To this I must add, it is impossible for people of character to work for people who lack character. I do not mean they are characters, like the Laurel and Hardy characters. I mean they are ethical people, not concerned only with themselves, but are consumed by the passion of serving others. I was recently shocked to discover that my housemate works with unethical people while at the same time impressed at how she handled the situation. I know me, I would be screaming, ranting, spouting in German; it would not be pretty. But she displayed why veterans’ services at her university is moving up the military friendly ranks with her at the helm. Just a note that the university she left does not now appear on the military friendly list at all.

 

but let it be the hidden person of the heart, with the imperishable quality of a gentle and quiet spirit, which is precious in the sight of God 

Critical Literacy for this century in three part harmony

TrioCritical literacy is a way of thinking, not only about text (the traditional view), but a way of thinking about any message conveyed via any medium. Literacy is a “21st Century Skill” that is comprehending meaning and creating meaning using a medium. In this participatory culture of the web, it could be photographs, drawings, animations, podcasts, vidcasts, or live presentations using audio and/or video. Three areas (the harmony, if you will) converge to create understanding of literacy: What you get, what came before, and what you make of it.
Simply put what you get is your immediate, right now understanding of the message, whether it is text, audio, video, macropost, or micropost.
What came before is what you bring to the message, your insights, your knowledge, your connections, what resonates with you. And what you make of it relates to the higher levels of Blooms’ Taxonomy.

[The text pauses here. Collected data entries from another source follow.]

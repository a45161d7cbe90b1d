//! Capability registry: capability names to ordered gateway fragments.
//!
//! Built once at agent startup from the Standard and Default manifest
//! locations and read-only afterwards.

use crate::CoreError;
use berth_schema::{
    load_manifests, CapabilityName, GatewayFragment, GatewayId, ManifestKind, ServiceManifest,
};
use std::collections::{BTreeMap, BTreeSet};
use std::path::Path;
use tracing::{debug, info, warn};

#[derive(Debug, Clone, Default)]
pub struct CapabilityRegistry {
    standard: BTreeMap<CapabilityName, Vec<GatewayFragment>>,
    defaults: BTreeMap<CapabilityName, Vec<GatewayFragment>>,
}

impl CapabilityRegistry {
    /// Load every manifest from both locations. Unparseable files are skipped
    /// with a warning; an unusable location fails the load.
    pub fn load(standard_dir: &Path, default_dir: &Path) -> Result<Self, CoreError> {
        let mut manifests = Vec::new();
        for (location, kind) in [
            (standard_dir, ManifestKind::Standard),
            (default_dir, ManifestKind::Default),
        ] {
            let set = load_manifests(location, kind)?;
            for (path, err) in &set.skipped {
                warn!("skipping service manifest {}: {err}", path.display());
            }
            debug!(
                "{} {kind:?} manifest(s) loaded from {}",
                set.manifests.len(),
                location.display()
            );
            manifests.extend(set.manifests);
        }
        let registry = Self::from_manifests(manifests)?;
        info!(
            "capabilities: {} standard, {} default",
            registry.standard.len(),
            registry.defaults.len()
        );
        Ok(registry)
    }

    /// Repeated names are merged: later fragments are appended to the first
    /// declaration. A name may not be both standard and default.
    pub fn from_manifests(
        manifests: impl IntoIterator<Item = ServiceManifest>,
    ) -> Result<Self, CoreError> {
        let mut registry = Self::default();
        for manifest in manifests {
            let target = match manifest.kind {
                ManifestKind::Standard => &mut registry.standard,
                ManifestKind::Default => &mut registry.defaults,
            };
            for capability in manifest.capabilities {
                target
                    .entry(capability.name)
                    .or_default()
                    .extend(capability.gateways);
            }
        }

        if let Some(name) = registry
            .standard
            .keys()
            .find(|name| registry.defaults.contains_key(*name))
        {
            return Err(CoreError::DuplicateCapability(name.to_string()));
        }
        Ok(registry)
    }

    /// Names a client may request. Default capabilities are implicit and never listed.
    pub fn standard_names(&self) -> Vec<CapabilityName> {
        self.standard.keys().cloned().collect()
    }

    pub fn default_names(&self) -> Vec<CapabilityName> {
        self.defaults.keys().cloned().collect()
    }

    pub fn has_defaults(&self) -> bool {
        self.defaults.values().any(|fragments| !fragments.is_empty())
    }

    pub fn fragments(&self, name: &str) -> Option<&[GatewayFragment]> {
        self.standard.get(name).map(Vec::as_slice)
    }

    /// Resolve requested names into `(gateway, fragment)` pairs.
    ///
    /// Default capabilities come first when `include_defaults` is set, then the
    /// requested ones in request order; a name requested twice counts once.
    /// Any unknown capability or gateway id fails the whole resolution.
    pub fn resolve(
        &self,
        names: &[CapabilityName],
        include_defaults: bool,
    ) -> Result<Vec<(GatewayId, serde_json::Value)>, CoreError> {
        let mut seen = BTreeSet::new();
        let mut requested = Vec::with_capacity(names.len());
        for name in names {
            let fragments = self
                .standard
                .get(name)
                .ok_or_else(|| CoreError::UnknownCapability(name.to_string()))?;
            if seen.insert(name) {
                requested.push(fragments);
            }
        }

        let defaults: Vec<&Vec<GatewayFragment>> = if include_defaults {
            self.defaults.values().collect()
        } else {
            Vec::new()
        };

        defaults
            .into_iter()
            .chain(requested)
            .flatten()
            .map(|fragment| {
                let id = fragment
                    .gateway_id
                    .parse::<GatewayId>()
                    .map_err(|_| CoreError::UnknownGateway(fragment.gateway_id.clone()))?;
                Ok((id, fragment.config.clone()))
            })
            .collect()
    }
}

A while back, I read Critical Literacy: Enhancing Students’ Comprehension of Text by Maureen McLaughlin and Glenn DeVoogd. The authors state that critical literacy is a way of thinking about text. Since I consider literacy to be about of comprehending and creating in a medium, I would extend their meaning of critical literacy to be a way of thinking about everything. I often tell the learners in my room to question everything. Many are surprised when one of them questions me and is praised! It is simple math, really. There are 19 of them and 1 of me. Now where is the brain power? Yeah, exactly.

One of the techniques for enhancing critical literacy is called “Problem Posing”. Using this method, the learning leader poses questions after learners have experienced the medium. These questions include

 

  • Who is named in the medium? Who is missing?
  • Which viewpoint is represented? Which viewpoint is ignored?
  • What does the author intend by the piece? What does the author want you to think?
  • What are the alternative views?
  • How could this piece promote freedom from bias?

 

Using just this one strategy with fiction mediums and nonfiction mediums, we could encourage learners at all levels to think critically. Being able to think critically is the hallmark of freedmen/women. It is sad when our students are afraid to question teachers/professors and then grow into adults afraid to question all authority figures.